Kansas Snapshots by Gloria Freeland - Oct. 1, 2010
Nature's dream solutions
I often listen to National Public Radio's "Morning Edition" on my way to work. Last week, one of the segments was about how scientists are studying oysters - for their adhesive power, not their culinary appeal. Frankly, I've never found them that appealing, although husband Art enjoys downing a dozen when we go out to eat.
But I was intrigued when Jonathan Wilker, the Purdue University chemist being interviewed, mentioned that oysters build extensive reef structures that can be miles long. To study how this was accomplished, he grew them in his lab. Once they had bonded together, he cut them apart to see what was making them stick. He discovered that the oysters use a small amount of protein for their "cement," but the majority of the material is calcium carbonate - the main component of chalk.
Wilker said it may be possible to make something similar for mending broken bones. Most glues need to dry after being applied, but something like the oyster cement might be applicable as a wet-setting surgical glue, replacing the metal pins and screws currently used to repair shattered bones.
Wilker also is interested in finding out how to develop a material that oysters can't stick to. This would be particularly useful for ship owners who don't want oysters and barnacles stuck on the sides of their vessels.
The oyster cement segment made me think of a "CBS News Sunday Morning" report I saw several months ago. It focused on the work of the Biomimicry Institute, a not-for-profit organization. Biomimicry - from bios, meaning life, and mimesis, meaning to imitate - is a discipline that studies nature's best ideas and then imitates these designs and processes to solve human problems.
The Biomimicry Institute, founded in 2005 by science writer and consultant Janine Benyus, doesn't conduct its own research, but serves as a resource for those who do.

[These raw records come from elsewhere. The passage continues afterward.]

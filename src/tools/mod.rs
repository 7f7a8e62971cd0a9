//! Tool trait and registry
//!
//! Tools are named operations with a declared input schema and a
//! side-effect class. The registry validates arguments, applies the
//! per-call timeout and converts every failure into a `ToolResult`.

use crate::error::ToolError;
use crate::models::{HandlerId, SideEffect, ToolCall, ToolResult};
use crate::session::{Session, Turn};
use futures::future::BoxFuture;
use serde::Serialize;
use serde_json::{json, Value};
use std::collections::BTreeMap;
use std::future::Future;
use std::sync::Arc;
use std::time::{Duration, Instant};
use tracing::{info, warn};

pub mod financial;
pub use financial::{create_registry, FinancialApiClient};

/// Default per-call timeout
pub const DEFAULT_TOOL_TIMEOUT: Duration = Duration::from_secs(30);

//
// ================= Schema =================
//

#[derive(Debug, Clone, Copy, Serialize, PartialEq, Eq)]
#[serde(rename_all = "lowercase")]
pub enum FieldType {
    String,
    Number,
    Integer,
    Boolean,
    Object,
    Array,
}

impl FieldType {
    fn accepts(&self, value: &Value) -> bool {
        match self {
            FieldType::String => value.is_string(),
            FieldType::Number => value.is_number(),
            FieldType::Integer => value.is_i64() || value.is_u64(),
            FieldType::Boolean => value.is_boolean(),
            FieldType::Object => value.is_object(),
            FieldType::Array => value.is_array(),
        }
    }
}

#[derive(Debug, Clone, Serialize, PartialEq, Eq)]
pub struct FieldSpec {
    pub name: &'static str,
    pub field_type: FieldType,
    pub required: bool,
    pub description: &'static str,
}

/// Declared argument shape of a tool
#[derive(Debug, Clone, Default, PartialEq, Eq)]
pub struct ToolSchema {
    fields: Vec<FieldSpec>,
}

impl ToolSchema {
    pub fn new() -> Self {
        Self::default()
    }

    pub fn required(
        mut self,
        name: &'static str,
        field_type: FieldType,
        description: &'static str,
    ) -> Self {
        self.fields.push(FieldSpec {
            name,
            field_type,
            required: true,
            description,
        });
        self
    }

    pub fn optional(
        mut self,
        name: &'static str,
        field_type: FieldType,
        description: &'static str,
    ) -> Self {
        self.fields.push(FieldSpec {
            name,
            field_type,
            required: false,
            description,
        });
        self
    }

    pub fn fields(&self) -> &[FieldSpec] {
        &self.fields
    }

    /// Check that `args` is an object whose declared fields are present and
    /// well-typed. Undeclared fields are allowed through.
    pub fn validate(&self, args: &Value) -> std::result::Result<(), String> {
        let object = args
            .as_object()
            .ok_or_else(|| "arguments must be a JSON object".to_string())?;

        for field in &self.fields {
            match object.get(field.name) {
                None | Some(Value::Null) if field.required => {
                    return Err(format!("missing required field '{}'", field.name));
                }
                None | Some(Value::Null) => {}
                Some(value) if !field.field_type.accepts(value) => {
                    return Err(format!(
                        "field '{}' must be of type {:?}",
                        field.name, field.field_type
                    ));
                }
                Some(_) => {}
            }
        }

        Ok(())
    }

    /// JSON-Schema-like rendering for oracle prompts
    pub fn to_json(&self) -> Value {
        let properties: serde_json::Map<String, Value> = self
            .fields
            .iter()
            .map(|f| {
                (
                    f.name.to_string(),
                    json!({ "type": f.field_type, "description": f.description }),
                )
            })
            .collect();

        let required: Vec<&str> = self
            .fields
            .iter()
            .filter(|f| f.required)
            .map(|f| f.name)
            .collect();

        json!({
            "type": "object",
            "properties": properties,
            "required": required,
        })
    }
}

//
// ================= Tool trait =================
//

/// A single executable tool
#[async_trait::async_trait]
pub trait Tool: Send + Sync {
    fn name(&self) -> &str;
    fn description(&self) -> &str;
    fn schema(&self) -> &ToolSchema;

    fn side_effect(&self) -> SideEffect {
        SideEffect::ReadOnly
    }

    async fn execute(&self, args: &Value) -> std::result::Result<Value, ToolError>;
}

type ToolFuture = BoxFuture<'static, std::result::Result<Value, ToolError>>;
type Executor = Arc<dyn Fn(Value) -> ToolFuture + Send + Sync>;

/// Tool backed by a closure, for `ToolRegistry::register_fn`
struct FnTool {
    name: String,
    description: String,
    schema: ToolSchema,
    side_effect: SideEffect,
    executor: Executor,
}

#[async_trait::async_trait]
impl Tool for FnTool {
    fn name(&self) -> &str {
        &self.name
    }

    fn description(&self) -> &str {
        &self.description
    }

    fn schema(&self) -> &ToolSchema {
        &self.schema
    }

    fn side_effect(&self) -> SideEffect {
        self.side_effect
    }

    async fn execute(&self, args: &Value) -> std::result::Result<Value, ToolError> {
        (self.executor)(args.clone()).await
    }
}

/// What a handler is told about a tool it may call
#[derive(Debug, Clone, Serialize, PartialEq)]
pub struct ToolDescriptor {
    pub name: String,
    pub description: String,
    pub parameters: Value,
    pub mutating: bool,
}

//
// ================= Registry =================
//

/// Tool registry for looking up and invoking tools
pub struct ToolRegistry {
    tools: BTreeMap<String, Arc<dyn Tool>>,
    timeout: Duration,
}

impl ToolRegistry {
    pub fn new() -> Self {
        Self {
            tools: BTreeMap::new(),
            timeout: DEFAULT_TOOL_TIMEOUT,
        }
    }

    pub fn with_timeout(mut self, timeout: Duration) -> Self {
        self.timeout = timeout;
        self
    }

    pub fn register(&mut self, tool: Arc<dyn Tool>) {
        self.tools.insert(tool.name().to_string(), tool);
    }

    /// Register a closure as a tool
    pub fn register_fn<F, Fut>(
        &mut self,
        name: impl Into<String>,
        description: impl Into<String>,
        schema: ToolSchema,
        side_effect: SideEffect,
        executor: F,
    ) where
        F: Fn(Value) -> Fut + Send + Sync + 'static,
        Fut: Future<Output = std::result::Result<Value, ToolError>> + Send + 'static,
    {
        let boxed: Executor = Arc::new(move |args| -> ToolFuture {
            Box::pin(executor(args))
        });
        self.register(Arc::new(FnTool {
            name: name.into(),
            description: description.into(),
            schema,
            side_effect,
            executor: boxed,
        }));
    }

    pub fn get(&self, name: &str) -> Option<Arc<dyn Tool>> {
        self.tools.get(name).cloned()
    }

    pub fn list(&self) -> Vec<&str> {
        self.tools.keys().map(|s| s.as_str()).collect()
    }

    pub fn side_effect_of(&self, name: &str) -> Option<SideEffect> {
        self.tools.get(name).map(|t| t.side_effect())
    }

    /// Descriptors for the named tools that are registered, in the given order
    pub fn descriptors(&self, names: &[&str]) -> Vec<ToolDescriptor> {
        names
            .iter()
            .filter_map(|name| self.tools.get(*name))
            .map(|tool| ToolDescriptor {
                name: tool.name().to_string(),
                description: tool.description().to_string(),
                parameters: tool.schema().to_json(),
                mutating: tool.side_effect() == SideEffect::Mutating,
            })
            .collect()
    }

    /// Validate and execute one tool. Never retries.
    pub async fn invoke(&self, name: &str, args: &Value) -> ToolResult {
        match self.try_invoke(name, args).await {
            Ok(value) => ToolResult::Success(value),
            Err(error) => ToolResult::Failure(error.into()),
        }
    }

    async fn try_invoke(&self, name: &str, args: &Value) -> std::result::Result<Value, ToolError> {
        let tool = self
            .tools
            .get(name)
            .ok_or_else(|| ToolError::UnknownTool(name.to_string()))?;

        tool.schema()
            .validate(args)
            .map_err(|detail| ToolError::SchemaViolation {
                tool: name.to_string(),
                detail,
            })?;

        match tokio::time::timeout(self.timeout, tool.execute(args)).await {
            Ok(result) => result,
            Err(_) => Err(ToolError::Timeout {
                tool: name.to_string(),
                after_ms: self.timeout.as_millis() as u64,
            }),
        }
    }

    /// Invoke a handler's tool call and append its result to the session
    /// log before returning it.
    pub async fn execute_call(
        &self,
        handler: HandlerId,
        call: &ToolCall,
        session: &mut Session,
    ) -> ToolResult {
        let start = Instant::now();
        let result = self.invoke(&call.tool_name, &call.arguments).await;
        let duration_ms = start.elapsed().as_millis() as u64;

        let side_effect = self
            .side_effect_of(&call.tool_name)
            .unwrap_or(SideEffect::ReadOnly);

        let audit = json!({
            "event": "tool_audit",
            "tool": call.tool_name,
            "handler": handler.as_str(),
            "ok": result.is_success(),
            "outcome": result.failure().map(|f| f.kind.to_string()).unwrap_or_else(|| "ok".to_string()),
            "mutating": side_effect == SideEffect::Mutating,
            "duration_ms": duration_ms,
            "args_preview": args_preview(&call.arguments),
        });

        if result.is_success() {
            info!(audit = %audit, "tool");
        } else {
            warn!(audit = %audit, "tool");
        }

        session.append(Turn::tool_result(
            handler,
            call,
            side_effect,
            result.clone(),
            duration_ms,
        ));

        result
    }
}

impl Default for ToolRegistry {
    fn default() -> Self {
        Self::new()
    }
}

fn args_preview(args: &Value) -> String {
    let s = args.to_string();
    if s.chars().count() > 200 {
        format!("{}...", s.chars().take(200).collect::<String>())
    } else {
        s
    }
}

According to the institute's website, "the core idea is that nature ... has already solved many of the problems we are grappling with. Animals, plants, and microbes ... have found what works, what is appropriate, and most important, what lasts here on Earth. ... after 3.8 billion years of research and development, failures are fossils, and what surrounds us is the secret to survival."
Examples of people mimicking nature to solve real-world problems abound:
*George de Mestral, a Swiss electrical engineer, was inspired after a hunting trip by the way burrs from burdock plants stuck to his dog. This led to him inventing Velcro in the 1940s - that amazing fastener that makes children's shoes so easy to put on and take off?
*Using a wind tunnel, researchers have found that the flipper of the humpback whale is a more efficient wing design than the current model used on airplanes.
*Inspired by termites, designers in Harare, Zimbabwe - where temperatures can range between 104 degrees during the day and 35 at night - built the passively-cooled Eastgate Center. The center maintains a relatively constant temperature - just like the tunnels and vents found in African termite mounds.
My favorite biomimicry research involves what NASA learned from studying the lotus leaf. Its engineers wanted to produce a coating that would prevent particles from sticking to surfaces of space equipment. They discovered that dust particles don't adhere to the leaf because of the many small spikes on its surface.
The leaf's rough surface produces another useful effect. When the leaf comes in contact with water, it collects whatever dust was able to cling to the surface. But the small surface spikes also cause the water to bead and so it rolls off, taking the dust with it. Scientists have mimicked this to create paints, glass and textiles that self-clean.
Dust-repellent surfaces, so no more dusting?
Self-cleaning windows, so no more ladders, buckets and paper towels?
Self-cleaning textiles, so no more laundry?
While science has never been my forte, I have a hunch these are dream solutions every homeowner can relate to. I know I can!